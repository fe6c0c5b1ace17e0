//! Tests for the issue handlers.

use actix_web::dev::{Service, ServiceResponse};
use actix_web::http::StatusCode;
use actix_web::test as actix_test;
use rstest::rstest;
use serde_json::{Value, json};

use crate::domain::{Project, User};
use crate::inbound::http::test_utils::{bearer, call_json, test_app};
use crate::test_support::TestWorld;

async fn report_issue<S>(
    app: &S,
    world: &TestWorld,
    reporter: &User,
    project: &Project,
    subject: &str,
) -> Value
where
    S: Service<actix_http::Request, Response = ServiceResponse, Error = actix_web::Error>,
{
    let (status, body) = call_json(
        app,
        actix_test::TestRequest::post()
            .uri("/api/v1/issues")
            .insert_header(bearer(world, reporter))
            .set_json(json!({
                "project": project.id.get(),
                "subject": subject,
                "tags": ["UI", "ui", " login "],
            }))
            .to_request(),
    )
    .await;
    assert_eq!(status, StatusCode::CREATED);
    body
}

#[actix_web::test]
async fn public_projects_take_issues_from_any_user() {
    let world = TestWorld::new();
    let owner = world.user("owner").await;
    let reporter = world.user("reporter").await;
    let project = world.project(&owner, "Board", false).await;
    let app = actix_test::init_service(test_app(&world)).await;

    let body = report_issue(&app, &world, &reporter, &project, "Broken login").await;

    assert_eq!(body["owner"], reporter.id.get());
    assert_eq!(body["tags"], json!(["ui", "login"]));
    assert_eq!(body["votes"], 0);
    assert_eq!(body["version"], 1);
    assert_eq!(
        body["status"].as_i64(),
        project.default_issue_status.map(i64::from)
    );
}

#[actix_web::test]
async fn anonymous_users_cannot_report_issues() {
    let world = TestWorld::new();
    let owner = world.user("owner").await;
    let project = world.project(&owner, "Board", false).await;
    let app = actix_test::init_service(test_app(&world)).await;

    let (status, _) = call_json(
        &app,
        actix_test::TestRequest::post()
            .uri("/api/v1/issues")
            .set_json(json!({"project": project.id.get(), "subject": "Anonymous"}))
            .to_request(),
    )
    .await;

    assert_eq!(status, StatusCode::UNAUTHORIZED);
}

#[rstest]
#[case("", 2)]
#[case("&q=login", 1)]
#[case("&q=2", 1)]
#[actix_web::test]
async fn issues_are_filtered_by_text(#[case] extra: &str, #[case] expected: usize) {
    let world = TestWorld::new();
    let owner = world.user("owner").await;
    let project = world.project(&owner, "Board", false).await;
    let app = actix_test::init_service(test_app(&world)).await;
    report_issue(&app, &world, &owner, &project, "Broken login").await;
    report_issue(&app, &world, &owner, &project, "Slow search").await;

    let (status, body) = call_json(
        &app,
        actix_test::TestRequest::get()
            .uri(&format!("/api/v1/issues?project={}{extra}", project.id))
            .to_request(),
    )
    .await;

    assert_eq!(status, StatusCode::OK);
    assert_eq!(body.as_array().map(Vec::len), Some(expected));
}

#[actix_web::test]
async fn issue_updates_detect_conflicts() {
    let world = TestWorld::new();
    let owner = world.user("owner").await;
    let project = world.project(&owner, "Board", false).await;
    let app = actix_test::init_service(test_app(&world)).await;
    let issue = report_issue(&app, &world, &owner, &project, "Broken login").await;
    let uri = format!("/api/v1/issues/{}", issue["id"]);

    let (status, body) = call_json(
        &app,
        actix_test::TestRequest::put()
            .uri(&uri)
            .insert_header(bearer(&world, &owner))
            .set_json(json!({"version": 1, "subject": "Login fails"}))
            .to_request(),
    )
    .await;
    assert_eq!(status, StatusCode::OK);
    assert_eq!(body["version"], 2);

    let (status, _) = call_json(
        &app,
        actix_test::TestRequest::patch()
            .uri(&uri)
            .insert_header(bearer(&world, &owner))
            .set_json(json!({"version": 1, "subject": "Login is broken"}))
            .to_request(),
    )
    .await;
    assert_eq!(status, StatusCode::CONFLICT);

    let (status, body) = call_json(
        &app,
        actix_test::TestRequest::patch()
            .uri(&uri)
            .insert_header(bearer(&world, &owner))
            .set_json(json!({"version": "two", "subject": "Login is broken"}))
            .to_request(),
    )
    .await;
    assert_eq!(status, StatusCode::BAD_REQUEST);
    assert_eq!(body["details"]["field"], "version");
}

#[actix_web::test]
async fn votes_are_counted_once_per_user() {
    let world = TestWorld::new();
    let owner = world.user("owner").await;
    let voter = world.user("voter").await;
    let project = world.project(&owner, "Board", false).await;
    let app = actix_test::init_service(test_app(&world)).await;
    let issue = report_issue(&app, &world, &owner, &project, "Broken login").await;
    let uri = format!("/api/v1/issues/{}", issue["id"]);

    for _ in 0..2 {
        let (status, body) = call_json(
            &app,
            actix_test::TestRequest::post()
                .uri(&format!("{uri}/upvote"))
                .insert_header(bearer(&world, &voter))
                .to_request(),
        )
        .await;
        assert_eq!(status, StatusCode::OK);
        assert_eq!(body, Value::Null);
    }

    let (_, body) = call_json(&app, actix_test::TestRequest::get().uri(&uri).to_request()).await;
    assert_eq!(body["votes"], 1);

    let (status, voters) = call_json(
        &app,
        actix_test::TestRequest::get()
            .uri(&format!("{uri}/voters"))
            .to_request(),
    )
    .await;
    assert_eq!(status, StatusCode::OK);
    assert_eq!(voters[0]["username"], "voter");

    let (status, _) = call_json(
        &app,
        actix_test::TestRequest::post()
            .uri(&format!("{uri}/downvote"))
            .insert_header(bearer(&world, &voter))
            .to_request(),
    )
    .await;
    assert_eq!(status, StatusCode::OK);

    let (_, body) = call_json(&app, actix_test::TestRequest::get().uri(&uri).to_request()).await;
    assert_eq!(body["votes"], 0);
}

#[actix_web::test]
async fn anonymous_votes_need_credentials() {
    let world = TestWorld::new();
    let owner = world.user("owner").await;
    let project = world.project(&owner, "Board", false).await;
    let app = actix_test::init_service(test_app(&world)).await;
    let issue = report_issue(&app, &world, &owner, &project, "Broken login").await;

    let (status, _) = call_json(
        &app,
        actix_test::TestRequest::post()
            .uri(&format!("/api/v1/issues/{}/upvote", issue["id"]))
            .to_request(),
    )
    .await;

    assert_eq!(status, StatusCode::UNAUTHORIZED);
}

#[actix_web::test]
async fn strangers_cannot_delete_issues() {
    let world = TestWorld::new();
    let owner = world.user("owner").await;
    let stranger = world.user("stranger").await;
    let project = world.project(&owner, "Board", false).await;
    let app = actix_test::init_service(test_app(&world)).await;
    let issue = report_issue(&app, &world, &owner, &project, "Broken login").await;
    let uri = format!("/api/v1/issues/{}", issue["id"]);

    let (status, _) = call_json(
        &app,
        actix_test::TestRequest::delete()
            .uri(&uri)
            .insert_header(bearer(&world, &stranger))
            .to_request(),
    )
    .await;
    assert_eq!(status, StatusCode::FORBIDDEN);

    let (status, _) = call_json(
        &app,
        actix_test::TestRequest::delete()
            .uri(&uri)
            .insert_header(bearer(&world, &owner))
            .to_request(),
    )
    .await;
    assert_eq!(status, StatusCode::NO_CONTENT);

    let (status, _) = call_json(&app, actix_test::TestRequest::get().uri(&uri).to_request()).await;
    assert_eq!(status, StatusCode::NOT_FOUND);
}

Work instruction:
All the entries above need to be repeated word for word.

Solved exercise:
repository fe6c0c5b1ace17e0
//! Tests for the issue handlers.

use actix_web::dev::{Service, ServiceResponse};
use actix_web::http::StatusCode;
use actix_web::test as actix_test;
use rstest::rstest;
use serde_json::{Value, json};

use crate::domain::{Project, User};
use crate::inbound::http::test_utils::{bearer, call_json, test_app};
use crate::test_support::TestWorld;

async fn report_issue<S>(
    app: &S,
    world: &TestWorld,
    reporter: &User,
    project: &Project,
    subject: &str,
) -> Value
where
    S: Service<actix_http::Request, Response = ServiceResponse, Error = actix_web::Error>,
{
    let (status, body) = call_json(
        app,
        actix_test::TestRequest::post()
            .uri("/api/v1/issues")
            .insert_header(bearer(world, reporter))
            .set_json(json!({
                "project": project.id.get(),
                "subject": subject,
                "tags": ["UI", "ui", " login "],
            }))
            .to_request(),
    )
    .await;
    assert_eq!(status, StatusCode::CREATED);
    body
}

#[actix_web::test]
async fn public_projects_take_issues_from_any_user() {
    let world = TestWorld::new();
    let owner = world.user("owner").await;
    let reporter = world.user("reporter").await;
    let project = world.project(&owner, "Board", false).await;
    let app = actix_test::init_service(test_app(&world)).await;

    let body = report_issue(&app, &world, &reporter, &project, "Broken login").await;

    assert_eq!(body["owner"], reporter.id.get());
    assert_eq!(body["tags"], json!(["ui", "login"]));
    assert_eq!(body["votes"], 0);
    assert_eq!(body["version"], 1);
    assert_eq!(
        body["status"].as_i64(),
        project.default_issue_status.map(i64::from)
    );
}

#[actix_web::test]
async fn anonymous_users_cannot_report_issues() {
    let world = TestWorld::new();
    let owner = world.user("owner").await;
    let project = world.project(&owner, "Board", false).await;
    let app = actix_test::init_service(test_app(&world)).await;

    let (status, _) = call_json(
        &app,
        actix_test::TestRequest::post()
            .uri("/api/v1/issues")
            .set_json(json!({"project": project.id.get(), "subject": "Anonymous"}))
            .to_request(),
    )
    .await;

    assert_eq!(status, StatusCode::UNAUTHORIZED);
}

#[rstest]
#[case("", 2)]
#[case("&q=login", 1)]
#[case("&q=2", 1)]
#[actix_web::test]
async fn issues_are_filtered_by_text(#[case] extra: &str, #[case] expected: usize) {
    let world = TestWorld::new();
    let owner = world.user("owner").await;
    let project = world.project(&owner, "Board", false).await;
    let app = actix_test::init_service(test_app(&world)).await;
    report_issue(&app, &world, &owner, &project, "Broken login").await;
    report_issue(&app, &world, &owner, &project, "Slow search").await;

    let (status, body) = call_json(
        &app,
        actix_test::TestRequest::get()
            .uri(&format!("/api/v1/issues?project={}{extra}", project.id))
            .to_request(),
    )
    .await;

    assert_eq!(status, StatusCode::OK);
    assert_eq!(body.as_array().map(Vec::len), Some(expected));
}

#[actix_web::test]
async fn issue_updates_detect_conflicts() {
    let world = TestWorld::new();
    let owner = world.user("owner").await;
    let project = world.project(&owner, "Board", false).await;
    let app = actix_test::init_service(test_app(&world)).await;
    let issue = report_issue(&app, &world, &owner, &project, "Broken login").await;
    let uri = format!("/api/v1/issues/{}", issue["id"]);

    let (status, body) = call_json(
        &app,
        actix_test::TestRequest::put()
            .uri(&uri)
            .insert_header(bearer(&world, &owner))
            .set_json(json!({"version": 1, "subject": "Login fails"}))
            .to_request(),
    )
    .await;
    assert_eq!(status, StatusCode::OK);
    assert_eq!(body["version"], 2);

    let (status, _) = call_json(
        &app,
        actix_test::TestRequest::patch()
            .uri(&uri)
            .insert_header(bearer(&world, &owner))
            .set_json(json!({"version": 1, "subject": "Login is broken"}))
            .to_request(),
    )
    .await;
    assert_eq!(status, StatusCode::CONFLICT);

    let (status, body) = call_json(
        &app,
        actix_test::TestRequest::patch()
            .uri(&uri)
            .insert_header(bearer(&world, &owner))
            .set_json(json!({"version": "two", "subject": "Login is broken"}))
            .to_request(),
    )
    .await;
    assert_eq!(status, StatusCode::BAD_REQUEST);
    assert_eq!(body["details"]["field"], "version");
}

#[actix_web::test]
async fn votes_are_counted_once_per_user() {
    let world = TestWorld::new();
    let owner = world.user("owner").await;
    let voter = world.user("voter").await;
    let project = world.project(&owner, "Board", false).await;
    let app = actix_test::init_service(test_app(&world)).await;
    let issue = report_issue(&app, &world, &owner, &project, "Broken login").await;
    let uri = format!("/api/v1/issues/{}", issue["id"]);

    for _ in 0..2 {
        let (status, body) = call_json(
            &app,
            actix_test::TestRequest::post()
                .uri(&format!("{uri}/upvote"))
                .insert_header(bearer(&world, &voter))
                .to_request(),
        )
        .await;
        assert_eq!(status, StatusCode::OK);
        assert_eq!(body, Value::Null);
    }

    let (_, body) = call_json(&app, actix_test::TestRequest::get().uri(&uri).to_request()).await;
    assert_eq!(body["votes"], 1);

    let (status, voters) = call_json(
        &app,
        actix_test::TestRequest::get()
            .uri(&format!("{uri}/voters"))
            .to_request(),
    )
    .await;
    assert_eq!(status, StatusCode::OK);
    assert_eq!(voters[0]["username"], "voter");

    let (status, _) = call_json(
        &app,
        actix_test::TestRequest::post()
            .uri(&format!("{uri}/downvote"))
            .insert_header(bearer(&world, &voter))
            .to_request(),
    )
    .await;
    assert_eq!(status, StatusCode::OK);

    let (_, body) = call_json(&app, actix_test::TestRequest::get().uri(&uri).to_request()).await;
    assert_eq!(body["votes"], 0);
}

#[actix_web::test]
async fn anonymous_votes_need_credentials() {
    let world = TestWorld::new();
    let owner = world.user("owner").await;
    let project = world.project(&owner, "Board", false).await;
    let app = actix_test::init_service(test_app(&world)).await;
    let issue = report_issue(&app, &world, &owner, &project, "Broken login").await;

    let (status, _) = call_json(
        &app,
        actix_test::TestRequest::post()
            .uri(&format!("/api/v1/issues/{}/upvote", issue["id"]))
            .to_request(),
    )
    .await;

    assert_eq!(status, StatusCode::UNAUTHORIZED);
}

#[actix_web::test]
async fn strangers_cannot_delete_issues() {
    let world = TestWorld::new();
    let owner = world.user("owner").await;
    let stranger = world.user("stranger").await;
    let project = world.project(&owner, "Board", false).await;
    let app = actix_test::init_service(test_app(&world)).await;
    let issue = report_issue(&app, &world, &owner, &project, "Broken login").await;
    let uri = format!("/api/v1/issues/{}", issue["id"]);

    let (status, _) = call_json(
        &app,
        actix_test::TestRequest::delete()
            .uri(&uri)
            .insert_header(bearer(&world, &stranger))
            .to_request(),
    )
    .await;
    assert_eq!(status, StatusCode::FORBIDDEN);

    let (status, _) = call_json(
        &app,
        actix_test::TestRequest::delete()
            .uri(&uri)
            .insert_header(bearer(&world, &owner))
            .to_request(),
    )
    .await;
    assert_eq!(status, StatusCode::NO_CONTENT);

    let (status, _) = call_json(&app, actix_test::TestRequest::get().uri(&uri).to_request()).await;
    assert_eq!(status, StatusCode::NOT_FOUND);
}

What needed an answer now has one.